_TASK BRIEF_. Read the lines below. Copy out any that hold the string "amenities".

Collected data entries
▬▬▬
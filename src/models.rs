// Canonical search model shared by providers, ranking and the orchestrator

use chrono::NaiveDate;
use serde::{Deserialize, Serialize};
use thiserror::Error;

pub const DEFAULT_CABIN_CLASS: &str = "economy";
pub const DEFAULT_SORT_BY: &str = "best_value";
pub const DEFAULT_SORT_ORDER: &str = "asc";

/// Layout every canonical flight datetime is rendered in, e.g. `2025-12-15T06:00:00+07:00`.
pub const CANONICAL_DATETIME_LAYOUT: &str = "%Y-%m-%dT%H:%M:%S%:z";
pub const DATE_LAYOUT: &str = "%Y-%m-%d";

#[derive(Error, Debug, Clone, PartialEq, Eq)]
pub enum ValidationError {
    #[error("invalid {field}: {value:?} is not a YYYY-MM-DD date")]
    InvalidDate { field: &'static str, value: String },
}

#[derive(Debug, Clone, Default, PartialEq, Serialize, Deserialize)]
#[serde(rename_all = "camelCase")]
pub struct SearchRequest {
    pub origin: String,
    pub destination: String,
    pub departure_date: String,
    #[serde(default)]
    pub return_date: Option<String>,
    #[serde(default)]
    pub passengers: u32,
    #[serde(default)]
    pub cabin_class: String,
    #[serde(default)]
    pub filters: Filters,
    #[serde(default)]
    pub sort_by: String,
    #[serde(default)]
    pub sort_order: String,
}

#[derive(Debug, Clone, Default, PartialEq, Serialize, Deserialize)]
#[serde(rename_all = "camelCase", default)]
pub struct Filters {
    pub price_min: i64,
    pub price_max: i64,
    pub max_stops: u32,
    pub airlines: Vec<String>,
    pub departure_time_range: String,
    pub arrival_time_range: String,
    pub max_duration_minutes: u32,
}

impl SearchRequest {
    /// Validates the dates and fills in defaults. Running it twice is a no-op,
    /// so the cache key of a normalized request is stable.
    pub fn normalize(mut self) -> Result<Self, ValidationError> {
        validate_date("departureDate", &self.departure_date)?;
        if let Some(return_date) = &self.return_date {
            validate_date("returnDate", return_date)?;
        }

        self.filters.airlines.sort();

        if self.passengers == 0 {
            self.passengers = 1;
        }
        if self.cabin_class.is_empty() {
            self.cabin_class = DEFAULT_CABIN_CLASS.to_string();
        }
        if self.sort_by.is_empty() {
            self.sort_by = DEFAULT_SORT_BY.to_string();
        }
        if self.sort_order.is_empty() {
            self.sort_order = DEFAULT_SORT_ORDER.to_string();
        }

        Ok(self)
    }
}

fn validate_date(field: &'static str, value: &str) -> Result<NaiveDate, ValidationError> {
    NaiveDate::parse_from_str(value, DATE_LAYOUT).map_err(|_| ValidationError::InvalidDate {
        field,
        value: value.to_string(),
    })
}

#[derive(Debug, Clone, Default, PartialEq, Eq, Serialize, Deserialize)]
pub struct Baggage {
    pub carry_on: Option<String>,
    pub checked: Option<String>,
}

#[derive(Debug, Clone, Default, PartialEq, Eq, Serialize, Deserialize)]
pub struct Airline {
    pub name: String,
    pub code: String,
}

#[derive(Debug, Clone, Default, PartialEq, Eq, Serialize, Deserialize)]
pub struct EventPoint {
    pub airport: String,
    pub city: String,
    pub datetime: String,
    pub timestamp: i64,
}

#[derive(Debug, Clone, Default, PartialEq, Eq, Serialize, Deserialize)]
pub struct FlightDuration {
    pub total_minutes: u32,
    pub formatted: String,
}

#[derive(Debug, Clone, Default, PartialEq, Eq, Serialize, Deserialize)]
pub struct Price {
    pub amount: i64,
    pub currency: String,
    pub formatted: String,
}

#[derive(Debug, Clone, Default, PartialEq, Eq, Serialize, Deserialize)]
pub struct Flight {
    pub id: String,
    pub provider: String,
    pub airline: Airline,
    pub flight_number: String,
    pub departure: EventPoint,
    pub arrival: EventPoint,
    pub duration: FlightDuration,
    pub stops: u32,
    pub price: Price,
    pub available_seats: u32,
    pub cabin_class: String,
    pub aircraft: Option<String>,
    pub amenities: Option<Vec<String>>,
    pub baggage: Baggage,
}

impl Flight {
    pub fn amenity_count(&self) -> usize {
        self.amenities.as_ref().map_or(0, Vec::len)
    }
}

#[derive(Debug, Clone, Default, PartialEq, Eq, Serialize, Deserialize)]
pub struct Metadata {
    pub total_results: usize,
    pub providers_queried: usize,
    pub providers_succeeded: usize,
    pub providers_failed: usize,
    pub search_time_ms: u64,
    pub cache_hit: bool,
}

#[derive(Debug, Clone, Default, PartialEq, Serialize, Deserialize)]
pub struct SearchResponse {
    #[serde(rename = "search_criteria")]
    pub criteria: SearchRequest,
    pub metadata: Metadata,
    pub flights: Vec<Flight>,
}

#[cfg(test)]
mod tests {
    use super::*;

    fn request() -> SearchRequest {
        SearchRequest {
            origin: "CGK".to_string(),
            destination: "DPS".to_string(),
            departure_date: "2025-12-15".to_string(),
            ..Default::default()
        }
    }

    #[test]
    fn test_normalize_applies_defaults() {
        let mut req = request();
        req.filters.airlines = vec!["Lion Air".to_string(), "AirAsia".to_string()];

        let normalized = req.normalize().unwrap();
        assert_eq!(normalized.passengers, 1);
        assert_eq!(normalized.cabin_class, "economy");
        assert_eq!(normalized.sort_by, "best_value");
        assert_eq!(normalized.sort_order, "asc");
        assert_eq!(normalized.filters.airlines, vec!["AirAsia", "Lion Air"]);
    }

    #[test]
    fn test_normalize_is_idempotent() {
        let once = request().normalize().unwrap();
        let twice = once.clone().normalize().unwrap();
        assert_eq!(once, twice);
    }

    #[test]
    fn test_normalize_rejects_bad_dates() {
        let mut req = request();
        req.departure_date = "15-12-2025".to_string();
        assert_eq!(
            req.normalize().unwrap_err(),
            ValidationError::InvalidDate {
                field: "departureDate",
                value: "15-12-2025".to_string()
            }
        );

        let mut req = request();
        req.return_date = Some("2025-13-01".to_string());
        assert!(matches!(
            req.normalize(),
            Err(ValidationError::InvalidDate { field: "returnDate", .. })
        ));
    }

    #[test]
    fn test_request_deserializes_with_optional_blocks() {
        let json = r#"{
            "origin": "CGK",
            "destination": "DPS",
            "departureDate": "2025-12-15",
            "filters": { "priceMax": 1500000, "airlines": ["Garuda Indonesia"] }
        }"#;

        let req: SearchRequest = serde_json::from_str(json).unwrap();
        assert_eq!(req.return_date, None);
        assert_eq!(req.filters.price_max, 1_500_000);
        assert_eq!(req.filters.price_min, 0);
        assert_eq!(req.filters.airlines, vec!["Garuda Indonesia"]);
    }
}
▬▬▬
_RESULT OF THE EXERCISE_.
    pub amenities: Option<Vec<String>>,
        self.amenities.as_ref().map_or(0, Vec::len)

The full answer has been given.